Take previous LDR videos. ‘Born to Die’: the American flag, the imperial palace, the denim shorts and red baseball sneakers, tattoos and stretched ears, tigers and headlights, a lost highway, vampy red nails, the virginal white dress, sex, silence, a crown of summer flowers. A glut of signifiers. Money, power, glory. Oh wait, that’s another Lana song. The point is, we’re used to this sort of postmodern meta-play of signifiers when we’re watching a Lana video or listening to a Lana song. Like Ariel Pink, she works with readymade styles, retro-fitted fashions, vintage imagery and iconography. While Pink tends to work with a lo-fi, rough-edged, VHS aesthetic, the juicily plastic styles of the eighties, Lana favours the melancholy Hollywood dreams of the sixties. Those dark lashes, irresistible grin, hair so perfect you could frame it. ‘Love’ is a cinematic video; its very cover art suggests an old-school Hollywood film more than a new single. It’s got grandeur, it rises to what might be called ‘an intergalactic space opera’, although that sounds more like something Muse would get up to. We’re watching shooting stars stream silvery blue over a pyramid. What is a shooting star? A wish? And aren’t wishes necessarily orientated towards the future?

In opposition to an easy play of signifiers, ‘Love’ favours the expansive space of the sensuous and strange. Space itself, understood as whatever that mass of stars and matter that exists beyond our planet, is a bit like Plato’s chora. Or at least, the way it functions in Lana’s video (hell, I’m no astrophysicist). The chora is a kind of ‘mobile receptacle of mixing, of contradiction and movement’ (Kristeva 1977: 57); it is a womblike space which drive flows of renewal and infinite multiplicity within and beyond the subject. Think of a space in perpetual motion, no stasis allowed in its play of atoms. There is always a shimmering, a flickering between being, self, other. The language we use to describe this deconstructive flickering is, as Timothy Morton reminds us, ‘highly accurate’ at ‘a quantum scale’ (2015: 71). ‘When a verb is intransitive,’ he continues, ‘like flicker is, does the fact that it has no direct object mean that it represents a state of being or does it mean that it represents a state of doing—and if so, doing what to what?’ (Morton 2015: 72-73). What if ‘love’, as it appears in Lana’s new single, is an intransitive verb. To be in love is different from saying, ‘I love you’, ‘I love chocolate’ or ‘I love sunsets on the hottest days of June’. You’re not attaching the state to an object. There’s a sense of transition, passage, deferral between expression and feeling, the manifestation of a signifier. The space we inhabit in Lana’s song is a kind of chora, always undergoing some kind of self-rupture.

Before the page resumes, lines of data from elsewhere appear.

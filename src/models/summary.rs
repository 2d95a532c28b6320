use std::collections::BTreeMap;
use std::path::PathBuf;

use serde::Serialize;

/// Counters accumulated over one split run
#[derive(Debug, Clone, Default, PartialEq, Eq, Serialize)]
pub struct SplitSummary {
    /// Entries that ended up on disk: created plus skipped
    pub total: usize,
    pub created: usize,
    pub skipped: usize,
    pub failed: usize,
    /// Entries per category, including failed ones
    pub by_category: BTreeMap<String, usize>,
    pub output_dir: PathBuf,
}

impl SplitSummary {
    pub fn new(output_dir: PathBuf) -> Self {
        Self { output_dir, ..Self::default() }
    }

    pub fn record_category(&mut self, category: &str) {
        *self.by_category.entry(category.to_string()).or_insert(0) += 1;
    }

    pub fn record_created(&mut self) {
        self.created += 1;
        self.total += 1;
    }

    pub fn record_skipped(&mut self) {
        self.skipped += 1;
        self.total += 1;
    }

    pub fn record_failed(&mut self) {
        self.failed += 1;
    }

    /// Number of entries seen for a category (0 when absent)
    pub fn category_count(&self, category: &str) -> usize {
        self.by_category.get(category).copied().unwrap_or(0)
    }
}
//! History Splitter - turn a markdown question history into a tree of stub files
//!
//! The input is a changelog of daily interview questions, one `- 第N天 (date)` header per
//! day followed by `- [category] [title](url)` lines. This library:
//!
//! - Parses day blocks and entries from the markdown
//! - Extracts the issue number from each entry URL
//! - Sanitizes titles for use in filenames
//! - Writes one stub per entry to `<output_dir>/<category>/<date>_<issue>.<title>.md`,
//!   never touching files that already exist
//!
//! # Example
//!
//! ```no_run
//! use std::path::PathBuf;
//! use history_splitter::{SplitterConfig, split_history};
//!
//! let config = SplitterConfig {
//!     input_file: PathBuf::from("category/history.md"),
//!     output_dir: PathBuf::from("split_questions_by_category"),
//! };
//! let summary = split_history(&config)?;
//! println!("Created {} of {} files", summary.created, summary.total);
//! # Ok::<(), history_splitter::SplitError>(())
//! ```

pub mod cli;
pub mod config;
pub mod error;
pub mod logging;
pub mod models;
pub mod parsers;
pub mod splitter;
pub mod utils;

// Re-export commonly used types
pub use config::SplitterConfig;
pub use error::SplitError;
pub use models::{DayBlock, IssueNumber, LogEntry, SplitSummary};
pub use parsers::{parse_history, parse_history_file};
pub use splitter::split_history;
pub use utils::{format_path_with_tilde, sanitize_title};
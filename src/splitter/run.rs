//! Split run: history file in, one stub file per question out.
//!
//! # Error Handling Strategy
//!
//! - **Fatal errors**: A missing, unreadable or oversized history file aborts the run before
//!   the output directory is touched. Failing to create the output root also aborts.
//! - **Per-entry errors**: An unsafe category, an uncreatable category directory or a failed
//!   write is logged as a warning, counted in [`SplitSummary::failed`], and the run continues.
//! - **Existing files**: Never compared or overwritten, only counted as skipped.

use std::fs;
use std::path::Path;

use crate::config::SplitterConfig;
use crate::error::{Result, SplitError};
use crate::models::{LogEntry, SplitSummary};
use crate::parsers::{parse_history, read_history_file};
use crate::splitter::output::{OutputFile, WriteOutcome};

/// Split the configured history file into per-category stub files
///
/// Entries are processed in document order. Running twice over the same input
/// and output creates nothing on the second run and reports every entry as skipped.
///
/// # Errors
///
/// Returns a fatal [`SplitError`] if the input cannot be read or the output
/// directory cannot be created. Per-entry failures are counted, not returned.
///
/// # Examples
///
/// ```no_run
/// use history_splitter::{SplitterConfig, split_history};
///
/// let summary = split_history(&SplitterConfig::default())?;
/// println!("created {} files", summary.created);
/// # Ok::<(), history_splitter::SplitError>(())
/// ```
pub fn split_history(config: &SplitterConfig) -> Result<SplitSummary> {
    let content = read_history_file(&config.input_file)?;
    let days = parse_history(&content);

    fs::create_dir_all(&config.output_dir).map_err(|source| SplitError::CreateOutputDir {
        path: config.output_dir.clone(),
        source,
    })?;
    let output_dir =
        fs::canonicalize(&config.output_dir).unwrap_or_else(|_| config.output_dir.clone());

    let mut summary = SplitSummary::new(output_dir);

    for day in &days {
        tracing::info!("processing day {} ({})", day.day_number, day.date);
        for entry in &day.entries {
            process_entry(&config.output_dir, entry, &mut summary);
        }
    }

    tracing::info!(
        total = summary.total,
        created = summary.created,
        skipped = summary.skipped,
        failed = summary.failed,
        "split finished"
    );

    Ok(summary)
}

fn process_entry(output_dir: &Path, entry: &LogEntry, summary: &mut SplitSummary) {
    summary.record_category(&entry.category);

    let outcome = OutputFile::for_entry(output_dir, entry).and_then(|out| {
        let outcome = out.write_if_absent(&entry.title)?;
        Ok((out, outcome))
    });

    match outcome {
        Ok((out, WriteOutcome::Created)) => {
            tracing::info!("[{}] created {}", entry.category, out.file_name);
            summary.record_created();
        }
        Ok((out, WriteOutcome::Skipped)) => {
            tracing::info!("[{}] already exists, skipping {}", entry.category, out.file_name);
            summary.record_skipped();
        }
        Err(e) => {
            tracing::warn!(
                "[{}] failed to create stub for issue {}: {}",
                entry.category,
                entry.issue,
                e
            );
            summary.record_failed();
        }
    }
}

‘The chora, as rupture and articulations (rhythm), precedes evidence, verisimilitude, spatiality, and temporality’ (Kristeva 2001: 2170). Phantasmagoria are necessarily virtual images, superimposed on reality; the flicker of a hologram, a light display, a shower of fireworks, a neon sign flashing in the darkness. The blur of street-lamps in rain, the light of your phone glowing through a pink gauze of candy-floss, shimmers of fairy lights in a stranger’s window. There’s a sense of being seduced by the other side, by the beyond of the looking glass; nearly getting through but not quite. The allure of the surface, its invitation of depth that mistakes perception for layers of mirrors. The cameras filming ‘Love’ rupture time and space as they burst between different scenes, different worlds. Staring up at the stars is an old-fashioned Romantic image, but it seems less like the humans are projecting themselves onto the landscape, declaring their love as Keats did to the stars: ‘Bright star, would I were steadfast as thou art—’. Rather, this is more an experience of the sublime: the camera’s focus is more on the characters’ eyes, which become reflective screens to the visual dramas unfolding. The world impresses itself upon us, we become but reflective surfaces in the endless refraction of this mysterious universe, its scintillations of colour and light, of divided time.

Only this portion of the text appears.